Another study utilized a comprehensive health checkup database from the Korean population in conjunction with genotyping to generate PRS for BMI [24]. This study conducted a phenome-wide association (PheWAS) analysis, and a longitudinal association between BMI and PRS-BMI was observed. A model that predicted ten-year BMI based on age, sex, and baseline BMI was more accurate after including PRS-BMI (p = 0.003). Higher deciles of PRS were directly correlated with changes in BMI in a linear mixed model evaluating longitudinal changes in BMI with age. Significant correlations were found between PheWAS and metabolic syndrome, bone density, and fatty liver disease.
In our study, the genetic snoring risk score was calculated for 3526 snorers and 1939 non-snorers by applying the PRS based on the snoring GWAS results of a European study. Because of analyzing the various stages of significance showed, the GWAS p-value of 1.8e-08 cut-off showed the highest R2 (0.5403%). Still, it did not reach the explanatory power of the previous study. This means that the genetic explanatory power of the snoring GWAS study did not reach that of the snoring PRS calculated in the evaluation group of the same ethnic group.
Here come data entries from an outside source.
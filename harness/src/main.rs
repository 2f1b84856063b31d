//! Validates and scores the submissions of a Synapse challenge, one pass per invocation.
//! Meant to be run on a schedule; a lock keeps passes from overlapping.

#![warn(clippy::all, clippy::pedantic)]

extern crate challenge_common;
use challenge_common::client_api::SynapseClient;
use challenge_common::scoring_harness::config::HarnessConfig;
use challenge_common::scoring_harness::{HarnessCommand, HarnessOptions, default_admins, run};
use challenge_common::synapse::Synapse;
use challenge_common::{DEFAULT_API_BASE, DEFAULT_MAX_RETRIES};

use anyhow::{Context, Result};
use clap::{Parser, ValueEnum};
use log::{error, info};
use std::path::{Path, PathBuf};
use std::process::ExitCode;

#[derive(Debug, Copy, Clone, PartialEq, Eq, ValueEnum)]
enum Mode {
    Validate,
    Score,
}

impl From<Mode> for HarnessCommand {
    fn from(mode: Mode) -> Self {
        match mode {
            Mode::Validate => HarnessCommand::Validate,
            Mode::Score => HarnessCommand::Score,
        }
    }
}

#[derive(Parser, Debug)]
#[command(author, version, about, long_about = None)]
pub struct Cli {
    /// Synapse id of the challenge project
    challenge_id: String,

    /// TOML file describing the evaluation queues
    config: PathBuf,

    /// Validate or score
    #[arg(value_enum)]
    mode: Mode,

    /// Only process these queues
    #[arg(long = "evaluation")]
    evaluations: Vec<String>,

    /// Users to notify of harness errors; defaults to the caller
    #[arg(short = 'a', long = "admin-user-ids")]
    admin_user_ids: Vec<String>,

    /// Send error notifications to the admins
    #[arg(long)]
    notifications: bool,

    /// Send results to the submitters
    #[arg(long)]
    send_messages: bool,

    /// Tell submitters their submission was accepted
    #[arg(long)]
    acknowledge_receipt: bool,

    /// Don't store statuses or send messages
    #[arg(long)]
    dry_run: bool,

    /// Delete downloaded submission files after each pass
    #[arg(long)]
    remove_cache: bool,

    /// Where the lock is kept; defaults to the directory of the configuration
    #[arg(long)]
    lock_dir: Option<PathBuf>,

    /// Synapse personal access token
    #[arg(long, env = "SYNAPSE_AUTH_TOKEN", hide_env_values = true)]
    auth_token: String,

    /// The base API URL to connect to
    #[arg(long, default_value = DEFAULT_API_BASE, env = "SYNAPSE_API_BASE")]
    api_base: String,

    /// Show debug output
    #[arg(long)]
    debug: bool,
}

fn prepare(syn: &dyn Synapse, cli: &Cli) -> Result<(HarnessConfig, HarnessOptions)> {
    let challenge = syn.get_entity(&cli.challenge_id).with_context(|| {
        format!(
            "Must provide correct Synapse id of challenge site or have permissions to access it: {}",
            cli.challenge_id
        )
    })?;
    let admin_user_ids = default_admins(syn, cli.admin_user_ids.clone())?;
    let config = HarnessConfig::from_path(&cli.config)?;

    let opts = HarnessOptions {
        challenge_id: cli.challenge_id.clone(),
        challenge_name: challenge.name,
        admin_user_ids,
        download_location: config.download_location.clone(),
        notifications: cli.notifications,
        send_messages: cli.send_messages,
        acknowledge_receipt: cli.acknowledge_receipt,
        dry_run: cli.dry_run,
        remove_cache: cli.remove_cache,
    };
    Ok((config, opts))
}

fn main() -> ExitCode {
    // Parse command line arguments
    let cli = Cli::parse();

    // Set up logger
    let level = if cli.debug { "debug" } else { "info" };
    env_logger::Builder::from_env(env_logger::Env::default().default_filter_or(level)).init();

    info!("=================================================");
    info!("STARTING HARNESS");

    let syn = match SynapseClient::login(&cli.api_base, &cli.auth_token, DEFAULT_MAX_RETRIES) {
        Ok(syn) => syn,
        Err(e) => {
            error!("{e}");
            return ExitCode::FAILURE;
        }
    };
    let (config, opts) = match prepare(&syn, &cli) {
        Ok(prepared) => prepared,
        Err(e) => {
            error!("{e:#}");
            return ExitCode::FAILURE;
        }
    };
    let queues = match config.select(&cli.evaluations) {
        Ok(queues) => queues,
        Err(e) => {
            error!("{e:#}");
            return ExitCode::FAILURE;
        }
    };

    let lock_dir = cli.lock_dir.clone().unwrap_or_else(|| {
        cli.config
            .parent()
            .filter(|p| !p.as_os_str().is_empty())
            .unwrap_or(Path::new("."))
            .to_path_buf()
    });
    let status = run(&syn, &queues, cli.mode.into(), &opts, &lock_dir);

    info!("ENDING HARNESS");
    info!("=================================================");
    ExitCode::from(status.exit_code())
}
Overall, the results of our study suggest that the odds ratio for snoring in the PRS high group was high. Thus, the effect of PRS can be interpreted as a genetic risk factor. Lifestyle variables interpreted as having genetic risk factors were alcohol consumption, sleeping late (derived by sleeping mid-time), and smoking. In the case of BMI, individuals with a low BMI avoid snoring, which seems to be due to genetic influences. Our results showed that the risk of snoring was high when exposed to risk factors such as PRS, sex, age, drinking experience, BMI, and sleep middle time. The risk factors that PRS influenced were male sex, older age, alcohol consumption, smoking, lower BMI, low physical activity, and late sleep mid-time.
To the best of our knowledge, this is the first study to investigate the associations between lifestyle habits and the genetic risk of snoring in the Korean population derived from European PRSs. To date, most large-scale genetic studies have been conducted in European populations. However, in the case of snoring, the effect size was very small, with an odds ratio of 0.99 to 1.01, as seen in the European GWAS results. Hence, a large-scale cohort study is required to develop other racial populations, including the Korean PRS model.
The limitations of this study are as follows: First, there was no Korean snoring GWAS data that could be applied to the PRS model in this study. Therefore, it was impossible to conduct a preliminary analysis to verify the difference in the basic genetic structure of the European group used as a reference and the Korean group. Second, explanatory power may have decreased because of the small sample size.